### INPUT
========================
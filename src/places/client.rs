//! Places Client
//!
//! Composes the transport, decoder and response cache into a single
//! cache-first fetch operation.

use std::sync::Arc;

use reqwest::Url;
use tokio::sync::RwLock;
use tracing::debug;

use crate::cache::{current_timestamp_ms, ResponseCache};
use crate::error::{ProxyError, Result};
use crate::places::{decode_results, Getter, ResultSet};

// == Constants ==
/// Fixed search radius in meters. Not user-configurable; part of the cache
/// key's identity in case it ever becomes so.
pub const SEARCH_RADIUS_METERS: u32 = 2000;

// == Search Params ==
/// Query parameters for a nearby-places fetch.
///
/// The credential is required; location and place-type defaults are the
/// HTTP layer's responsibility.
#[derive(Debug, Clone)]
pub struct SearchParams {
    /// Upstream API credential token
    pub api_key: String,
    /// Location as a "lat,lng" string, passed through to the upstream
    pub location: String,
    /// Upstream place-type filter (e.g. "cafe")
    pub place_type: String,
}

// == Request Key ==
/// Canonical cache key derived deterministically from request parameters
/// plus the fixed radius.
///
/// Two logically identical requests always produce identical keys; this is
/// the sole cache addressing scheme.
#[derive(Debug, Clone, PartialEq, Eq, Hash)]
pub struct RequestKey(String);

impl RequestKey {
    /// Derives the canonical key for `params`.
    pub fn derive(params: &SearchParams) -> Self {
        Self(format!(
            "{}|{}|{}|{}",
            params.api_key, params.location, params.place_type, SEARCH_RADIUS_METERS
        ))
    }

    /// Builds a key directly from a raw string, bypassing derivation.
    pub fn from_raw(raw: &str) -> Self {
        Self(raw.to_string())
    }

    /// Returns the key as a string slice.
    pub fn as_str(&self) -> &str {
        &self.0
    }
}

// == Places Client ==
/// Cache-first client for the upstream nearby-places API.
///
/// On a fresh cache hit the upstream is never contacted. On a miss or a
/// stale entry a single upstream attempt is made; no retries, no backoff.
/// Cancellation is the caller dropping the fetch future, which aborts the
/// in-flight upstream call and leaves the cache untouched.
pub struct PlacesClient {
    /// Base URL of the upstream nearby-search endpoint
    base_url: String,
    /// Transport used for upstream calls
    getter: Arc<dyn Getter>,
    /// Shared response cache
    cache: Arc<RwLock<ResponseCache>>,
}

impl PlacesClient {
    // == Constructor ==
    /// Creates a new PlacesClient.
    pub fn new(
        base_url: impl Into<String>,
        getter: Arc<dyn Getter>,
        cache: Arc<RwLock<ResponseCache>>,
    ) -> Self {
        Self {
            base_url: base_url.into(),
            getter,
            cache,
        }
    }

    // == URL Construction ==
    /// Builds the upstream request URL with all variable fields URL-encoded.
    ///
    /// Raw user input never lands unescaped in the query string.
    fn build_url(&self, params: &SearchParams) -> Result<String> {
        let radius = SEARCH_RADIUS_METERS.to_string();
        let pairs = [
            ("key", params.api_key.as_str()),
            ("location", params.location.as_str()),
            ("type", params.place_type.as_str()),
            ("radius", radius.as_str()),
        ];

        let url = Url::parse_with_params(&self.base_url, &pairs)
            .map_err(|e| ProxyError::Internal(format!("invalid upstream URL: {}", e)))?;

        Ok(String::from(url))
    }

    // == Fetch ==
    /// Fetches nearby places for `params`, serving from the cache when a
    /// fresh entry exists.
    ///
    /// On a miss or stale entry: one upstream call, decode, store, return.
    /// Transport failures surface as `UpstreamUnavailable` and decode
    /// failures as `MalformedResponse`; neither touches the cache, so a
    /// failed refresh never clears a previously cached result set.
    pub async fn fetch(&self, params: &SearchParams) -> Result<ResultSet> {
        let key = RequestKey::derive(params);

        {
            let cache = self.cache.read().await;
            if let Some(entry) = cache.lookup(&key) {
                if entry.is_fresh(current_timestamp_ms(), cache.ttl()) {
                    cache.record_hit();
                    debug!(key = key.as_str(), "serving nearby results from cache");
                    return Ok(entry.results().clone());
                }
            }
            cache.record_miss();
            debug!(key = key.as_str(), "cache miss, fetching from upstream");
        }

        // The read lock is released across the upstream call. Two
        // concurrent misses for the same key may both fetch and both
        // store; duplicate work, never an inconsistent entry.
        let url = self.build_url(params)?;
        let raw = self.getter.get(&url).await?;
        let results = decode_results(&raw)?;

        let mut cache = self.cache.write().await;
        cache.store(key, results.clone(), current_timestamp_ms());

        Ok(results)
    }
}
========================
### YOUR OBJECTIVE
All of the records need to be returned exactly as they are.

### OUTPUT FOR THIS EXERCISE
filename src/places/client.rs
//! Places Client
//!
//! Composes the transport, decoder and response cache into a single
//! cache-first fetch operation.

use std::sync::Arc;

use reqwest::Url;
use tokio::sync::RwLock;
use tracing::debug;

use crate::cache::{current_timestamp_ms, ResponseCache};
use crate::error::{ProxyError, Result};
use crate::places::{decode_results, Getter, ResultSet};

// == Constants ==
/// Fixed search radius in meters. Not user-configurable; part of the cache
/// key's identity in case it ever becomes so.
pub const SEARCH_RADIUS_METERS: u32 = 2000;

// == Search Params ==
/// Query parameters for a nearby-places fetch.
///
/// The credential is required; location and place-type defaults are the
/// HTTP layer's responsibility.
#[derive(Debug, Clone)]
pub struct SearchParams {
    /// Upstream API credential token
    pub api_key: String,
    /// Location as a "lat,lng" string, passed through to the upstream
    pub location: String,
    /// Upstream place-type filter (e.g. "cafe")
    pub place_type: String,
}

// == Request Key ==
/// Canonical cache key derived deterministically from request parameters
/// plus the fixed radius.
///
/// Two logically identical requests always produce identical keys; this is
/// the sole cache addressing scheme.
#[derive(Debug, Clone, PartialEq, Eq, Hash)]
pub struct RequestKey(String);

impl RequestKey {
    /// Derives the canonical key for `params`.
    pub fn derive(params: &SearchParams) -> Self {
        Self(format!(
            "{}|{}|{}|{}",
            params.api_key, params.location, params.place_type, SEARCH_RADIUS_METERS
        ))
    }

    /// Builds a key directly from a raw string, bypassing derivation.
    pub fn from_raw(raw: &str) -> Self {
        Self(raw.to_string())
    }

    /// Returns the key as a string slice.
    pub fn as_str(&self) -> &str {
        &self.0
    }
}

// == Places Client ==
/// Cache-first client for the upstream nearby-places API.
///
/// On a fresh cache hit the upstream is never contacted. On a miss or a
/// stale entry a single upstream attempt is made; no retries, no backoff.
/// Cancellation is the caller dropping the fetch future, which aborts the
/// in-flight upstream call and leaves the cache untouched.
pub struct PlacesClient {
    /// Base URL of the upstream nearby-search endpoint
    base_url: String,
    /// Transport used for upstream calls
    getter: Arc<dyn Getter>,
    /// Shared response cache
    cache: Arc<RwLock<ResponseCache>>,
}

impl PlacesClient {
    // == Constructor ==
    /// Creates a new PlacesClient.
    pub fn new(
        base_url: impl Into<String>,
        getter: Arc<dyn Getter>,
        cache: Arc<RwLock<ResponseCache>>,
    ) -> Self {
        Self {
            base_url: base_url.into(),
            getter,
            cache,
        }
    }

    // == URL Construction ==
    /// Builds the upstream request URL with all variable fields URL-encoded.
    ///
    /// Raw user input never lands unescaped in the query string.
    fn build_url(&self, params: &SearchParams) -> Result<String> {
        let radius = SEARCH_RADIUS_METERS.to_string();
        let pairs = [
            ("key", params.api_key.as_str()),
            ("location", params.location.as_str()),
            ("type", params.place_type.as_str()),
            ("radius", radius.as_str()),
        ];

        let url = Url::parse_with_params(&self.base_url, &pairs)
            .map_err(|e| ProxyError::Internal(format!("invalid upstream URL: {}", e)))?;

        Ok(String::from(url))
    }

    // == Fetch ==
    /// Fetches nearby places for `params`, serving from the cache when a
    /// fresh entry exists.
    ///
    /// On a miss or stale entry: one upstream call, decode, store, return.
    /// Transport failures surface as `UpstreamUnavailable` and decode
    /// failures as `MalformedResponse`; neither touches the cache, so a
    /// failed refresh never clears a previously cached result set.
    pub async fn fetch(&self, params: &SearchParams) -> Result<ResultSet> {
        let key = RequestKey::derive(params);

        {
            let cache = self.cache.read().await;
            if let Some(entry) = cache.lookup(&key) {
                if entry.is_fresh(current_timestamp_ms(), cache.ttl()) {
                    cache.record_hit();
                    debug!(key = key.as_str(), "serving nearby results from cache");
                    return Ok(entry.results().clone());
                }
            }
            cache.record_miss();
            debug!(key = key.as_str(), "cache miss, fetching from upstream");
        }

        // The read lock is released across the upstream call. Two
        // concurrent misses for the same key may both fetch and both
        // store; duplicate work, never an inconsistent entry.
        let url = self.build_url(params)?;
        let raw = self.getter.get(&url).await?;
        let results = decode_results(&raw)?;

        let mut cache = self.cache.write().await;
        cache.store(key, results.clone(), current_timestamp_ms());

        Ok(results)
    }
}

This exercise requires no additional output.